EXERCISE REQUIREMENTS. Pull every line containing "eager" from the entries.

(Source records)
// Copyright (c) Microsoft Corporation.
// Licensed under the MIT License.

#![cfg_attr(coverage_nightly, feature(coverage_attribute))]
#![cfg_attr(docsrs, feature(doc_cfg))]

//! Cache-aware memoization for async and blocking operations.
//!
//! This crate wraps an operation so that its results are served from a
//! storage whenever possible:
//!
//! - [`Memoized`] memoizes a single async operation through one [`Storage`].
//!   Concurrent calls that miss on the same key share one execution.
//! - [`SyncMemoized`] does the same for blocking operations over a [`SyncStorage`].
//! - [`MultiMemoized`] memoizes a batch operation through an ordered list of
//!   [`BatchStorage`] tiers. Hits in slower tiers are copied into faster ones,
//!   and only the items no tier had reach the operation.
//! - [`Expiring`] adds per-entry TTLs to any storage by wrapping values in an
//!   [`Envelope`], with lazy expiry on read and optional eager deletion timers.
//!
//! Keys come from a [`KeyStrategy`] (or [`ItemKeyStrategy`] for batches). The
//! default strategies serialize the arguments to JSON and prefix them with the
//! owner and operation names. Returning `None` from a strategy opts a call out
//! of caching.
//!
//! Every engine can be switched off with a [`CacheSwitch`]. The default reads
//! [`DISABLE_CACHE_ENV`] on every call, and any non-empty value turns caching off.
//!
//! # Examples
//!
//! ## Single call with expiry
//!
//! ```
//! use memoria::{CacheOptions, Envelope, Expiring, MemoryStorage, Memoized};
//! use std::convert::Infallible;
//!
//! # #[tokio::main(flavor = "current_thread")]
//! # async fn main() {
//! let users = Memoized::builder(Expiring::new(MemoryStorage::<Envelope<String>>::new()))
//!     .owner("Users")
//!     .operation("name")
//!     .options(CacheOptions::new().ttl(30.0).eager())
//!     .build(|(id,): (u64,)| async move { Ok::<_, Infallible>(Some(format!("user-{id}"))) });
//!
//! assert_eq!(users.call((1,)).await.unwrap().as_deref(), Some("user-1"));
//! # }
//! ```
//!
//! ## Multi-tier batch
//!
//! ```
//! use memoria::{Batched, MemoryStorage, MultiMemoized};
//! use std::convert::Infallible;
//!
//! # #[tokio::main(flavor = "current_thread")]
//! # async fn main() {
//! let squares = MultiMemoized::builder()
//!     .owner("Math")
//!     .operation("square")
//!     .tier(MemoryStorage::<u64>::new())
//!     .tier(Batched::new(MemoryStorage::<u64>::new()))
//!     .on_write_error(|error| eprintln!("tier write failed: {error}"))
//!     .build(|items: Vec<u64>, (): ()| async move {
//!         Ok::<_, Infallible>(items.iter().map(|n| n * n).collect())
//!     });
//!
//! assert_eq!(squares.call(vec![2, 3], ()).await.unwrap(), vec![4, 9]);
//! # }
//! ```
//!
//! # Logging
//!
//! Engines emit `tracing` events with `cache.owner`, `cache.operation` and, where
//! known, `cache.key` or `cache.tier` fields. Storage failures that the engines
//! absorb are logged at `WARN`; hits, misses, bypasses, expiry and back-fills at
//! `DEBUG`.

mod error;
mod expiration;
mod key;
mod memoized;
mod multi;
mod pending;
mod switch;
mod sync;
#[cfg(test)]
mod log_capture;

#[doc(inline)]
pub use error::MultiError;
#[doc(inline)]
pub use expiration::{Envelope, Expiring, Meta};
#[doc(inline)]
pub use key::{
    CacheKey, CallSite, ItemKeyFn, ItemKeyStrategy, JsonItemKeyStrategy, JsonKeyStrategy, KeyFn, KeyPhase, KeyStrategy, SyncKeyStrategy,
    item_key_fn, key_fn,
};
#[cfg(feature = "memory")]
#[doc(inline)]
pub use memoria_memory::{MemoryStorage, MemoryStorageBuilder};
#[cfg(feature = "test-util")]
#[doc(inline)]
pub use memoria_storage::testing;
#[doc(inline)]
pub use memoria_storage::{BatchStorage, Batched, CacheOptions, DEFAULT_TTL_SECS, DynamicStorage, DynamicStorageExt, Error, Storage, SyncStorage};
#[doc(inline)]
pub use memoized::{Memoized, MemoizedBuilder};
#[doc(inline)]
pub use multi::{MultiMemoized, MultiMemoizedBuilder, WriteErrorListener};
#[doc(inline)]
pub use switch::{CacheSwitch, DISABLE_CACHE_ENV};
#[doc(inline)]
pub use sync::{SyncMemoized, SyncMemoizedBuilder};
// Copyright (c) Microsoft Corporation.
// Licensed under the MIT License.

#![cfg_attr(coverage_nightly, feature(coverage_attribute))]
#![cfg_attr(docsrs, feature(doc_cfg))]

//! Storage port contracts consumed by the `memoria` memoization engines.
//!
//! A storage is anything that can hold values under string keys. The engines never
//! own or recreate a storage's resources; they only call the operations defined here.
//!
//! Three flavours exist:
//!
//! - [`Storage`]: asynchronous single-key access (`get`, `set`, `clear`).
//! - [`BatchStorage`]: asynchronous batch access (`get_many`, `set_many`, `clear`),
//!   used for the tiers of a multi-tier cascade.
//! - [`SyncStorage`]: blocking single-key access for synchronous call paths.
//!
//! In every flavour, "no value" is `None`. Setting a key to `None` deletes it, and a
//! stored falsy value (`false`, `0`, an empty string, `Value::Null`) is a hit.
//!
//! # Implementing a Storage
//!
//! ```
//! use memoria_storage::{Error, Storage};
//! use std::collections::HashMap;
//! use std::sync::RwLock;
//!
//! struct SimpleStorage<V>(RwLock<HashMap<String, V>>);
//!
//! impl<V> Storage<V> for SimpleStorage<V>
//! where
//!     V: Clone + Send + Sync,
//! {
//!     async fn get(&self, key: &str) -> Result<Option<V>, Error> {
//!         Ok(self.0.read().unwrap().get(key).cloned())
//!     }
//!
//!     async fn set(&self, key: &str, value: Option<V>) -> Result<(), Error> {
//!         let mut map = self.0.write().unwrap();
//!         match value {
//!             Some(value) => map.insert(key.to_string(), value),
//!             None => map.remove(key),
//!         };
//!         Ok(())
//!     }
//!
//!     async fn clear(&self) -> Result<(), Error> {
//!         self.0.write().unwrap().clear();
//!         Ok(())
//!     }
//! }
//! ```
//!
//! # Heterogeneous Tiers
//!
//! [`DynamicStorage`] erases the concrete type of a [`BatchStorage`] so that
//! different backends can sit in the same ordered tier list. Any single-key
//! [`Storage`] can be turned into a tier with [`Batched`].

mod batch;
mod dynamic;
pub mod error;
mod options;
mod storage;
#[cfg(any(feature = "test-util", test))]
pub mod testing;

#[doc(inline)]
pub use batch::{BatchStorage, Batched};
#[doc(inline)]
pub use dynamic::{DynamicStorage, DynamicStorageExt};
#[doc(inline)]
pub use error::{Error, Result};
#[doc(inline)]
pub use options::{CacheOptions, DEFAULT_TTL_SECS};
#[doc(inline)]
pub use storage::{Storage, SyncStorage};
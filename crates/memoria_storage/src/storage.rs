// Copyright (c) Microsoft Corporation.
// Licensed under the MIT License.

//! Single-key storage contracts.

use std::sync::Arc;

use crate::{CacheOptions, Error};

/// Asynchronous single-key storage.
///
/// All three core methods are required: `get`, `set`, and `clear`.
/// The provided methods have default implementations:
/// - `set_with`: ignores the options and delegates to `set`
/// - `delete`: writes "no value" through `set`
///
/// Implementations are responsible for any locking they need internally; the
/// engines issue concurrent logical operations against the same storage.
pub trait Storage<V>: Send + Sync {
    /// Reads a value. `Ok(None)` means the key is absent.
    fn get(&self, key: &str) -> impl Future<Output = Result<Option<V>, Error>> + Send;

    /// Writes a value. Writing `None` deletes the key.
    fn set(&self, key: &str, value: Option<V>) -> impl Future<Output = Result<(), Error>> + Send;

    /// Removes all entries.
    fn clear(&self) -> impl Future<Output = Result<(), Error>> + Send;

    /// Writes a value together with caching options.
    ///
    /// Storages without expiry support ignore the options.
    fn set_with(&self, key: &str, value: Option<V>, options: &CacheOptions) -> impl Future<Output = Result<(), Error>> + Send {
        let _ = options;
        self.set(key, value)
    }

    /// Deletes a key. Equivalent to `set(key, None)`.
    fn delete(&self, key: &str) -> impl Future<Output = Result<(), Error>> + Send {
        self.set(key, None)
    }
}

/// Blocking single-key storage.
///
/// The synchronous counterpart of [`Storage`], used by call paths that never suspend.
pub trait SyncStorage<V>: Send + Sync {
    /// Reads a value. `Ok(None)` means the key is absent.
    fn get(&self, key: &str) -> Result<Option<V>, Error>;

    /// Writes a value. Writing `None` deletes the key.
    fn set(&self, key: &str, value: Option<V>) -> Result<(), Error>;

    /// Removes all entries.
    fn clear(&self) -> Result<(), Error>;

    /// Writes a value together with caching options.
    fn set_with(&self, key: &str, value: Option<V>, options: &CacheOptions) -> Result<(), Error> {
        let _ = options;
        self.set(key, value)
    }

    /// Deletes a key. Equivalent to `set(key, None)`.
    fn delete(&self, key: &str) -> Result<(), Error> {
        self.set(key, None)
    }
}

impl<V, S> Storage<V> for Arc<S>
where
    S: Storage<V> + ?Sized,
{
    fn get(&self, key: &str) -> impl Future<Output = Result<Option<V>, Error>> + Send {
        (**self).get(key)
    }

    fn set(&self, key: &str, value: Option<V>) -> impl Future<Output = Result<(), Error>> + Send {
        (**self).set(key, value)
    }

    fn clear(&self) -> impl Future<Output = Result<(), Error>> + Send {
        (**self).clear()
    }

    fn set_with(&self, key: &str, value: Option<V>, options: &CacheOptions) -> impl Future<Output = Result<(), Error>> + Send {
        (**self).set_with(key, value, options)
    }

    fn delete(&self, key: &str) -> impl Future<Output = Result<(), Error>> + Send {
        (**self).delete(key)
    }
}

impl<V, S> SyncStorage<V> for Arc<S>
where
    S: SyncStorage<V> + ?Sized,
{
    fn get(&self, key: &str) -> Result<Option<V>, Error> {
        (**self).get(key)
    }

    fn set(&self, key: &str, value: Option<V>) -> Result<(), Error> {
        (**self).set(key, value)
    }

    fn clear(&self) -> Result<(), Error> {
        (**self).clear()
    }

    fn set_with(&self, key: &str, value: Option<V>, options: &CacheOptions) -> Result<(), Error> {
        (**self).set_with(key, value, options)
    }

    fn delete(&self, key: &str) -> Result<(), Error> {
        (**self).delete(key)
    }
}
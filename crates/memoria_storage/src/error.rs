// Copyright (c) Microsoft Corporation.
// Licensed under the MIT License.

//! Error types for storage operations.

type BoxedCause = Box<dyn std::error::Error + Send + Sync>;

/// An error from a storage operation.
///
/// This is an opaque error type that can wrap any underlying error from a storage
/// implementation. Use [`std::error::Error::source()`] to access the underlying
/// cause if needed.
///
/// # Example
///
/// ```
/// use memoria_storage::Error;
///
/// let error = Error::from_message("connection reset");
/// assert!(error.to_string().contains("connection reset"));
/// ```
#[derive(Debug, thiserror::Error)]
#[error("storage operation failed: {cause}")]
pub struct Error {
    #[source]
    cause: BoxedCause,
}

impl Error {
    /// Creates a new error from a message or any underlying error.
    pub fn from_message(cause: impl Into<BoxedCause>) -> Self {
        Self { cause: cause.into() }
    }
}

/// A specialized [`Result`] type for storage operations.
pub type Result<T> = std::result::Result<T, Error>;
// Copyright (c) Microsoft Corporation.
// Licensed under the MIT License.

//! Log capture for tests.

use std::{io::Write, sync::Arc};

use parking_lot::Mutex;
use tracing_subscriber::fmt::MakeWriter;

/// Captures formatted log output into a shared buffer.
///
/// Install with `tracing::subscriber::set_default(capture.subscriber())`, which
/// only affects the current thread.
#[derive(Debug, Clone, Default)]
pub(crate) struct LogCapture {
    buffer: Arc<Mutex<Vec<u8>>>,
}

impl LogCapture {
    pub fn output(&self) -> String {
        String::from_utf8_lossy(&self.buffer.lock()).to_string()
    }

    pub fn assert_contains(&self, expected: &str) {
        let output = self.output();
        assert!(
            output.contains(expected),
            "log output does not contain '{expected}', got:\n{output}"
        );
    }

    pub fn assert_not_contains(&self, unexpected: &str) {
        let output = self.output();
        assert!(!output.contains(unexpected), "log output contains '{unexpected}':\n{output}");
    }

    pub fn subscriber(&self) -> impl tracing::Subscriber {
        use tracing_subscriber::{Layer, layer::SubscriberExt};
        tracing_subscriber::registry().with(
            tracing_subscriber::fmt::layer()
                .with_writer(self.clone())
                .with_ansi(false)
                .with_filter(tracing_subscriber::filter::LevelFilter::DEBUG),
        )
    }
}

impl<'a> MakeWriter<'a> for LogCapture {
    type Writer = LogCaptureWriter;

    fn make_writer(&'a self) -> Self::Writer {
        LogCaptureWriter {
            buffer: Arc::clone(&self.buffer),
        }
    }
}

pub(crate) struct LogCaptureWriter {
    buffer: Arc<Mutex<Vec<u8>>>,
}

impl Write for LogCaptureWriter {
    fn write(&mut self, buf: &[u8]) -> std::io::Result<usize> {
        self.buffer.lock().extend_from_slice(buf);
        Ok(buf.len())
    }

    fn flush(&mut self) -> std::io::Result<()> {
        Ok(())
    }
}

SOLUTION TO THIS TASK.
//!   [`Envelope`], with lazy expiry on read and optional eager deletion timers.
//!     .options(CacheOptions::new().ttl(30.0).eager())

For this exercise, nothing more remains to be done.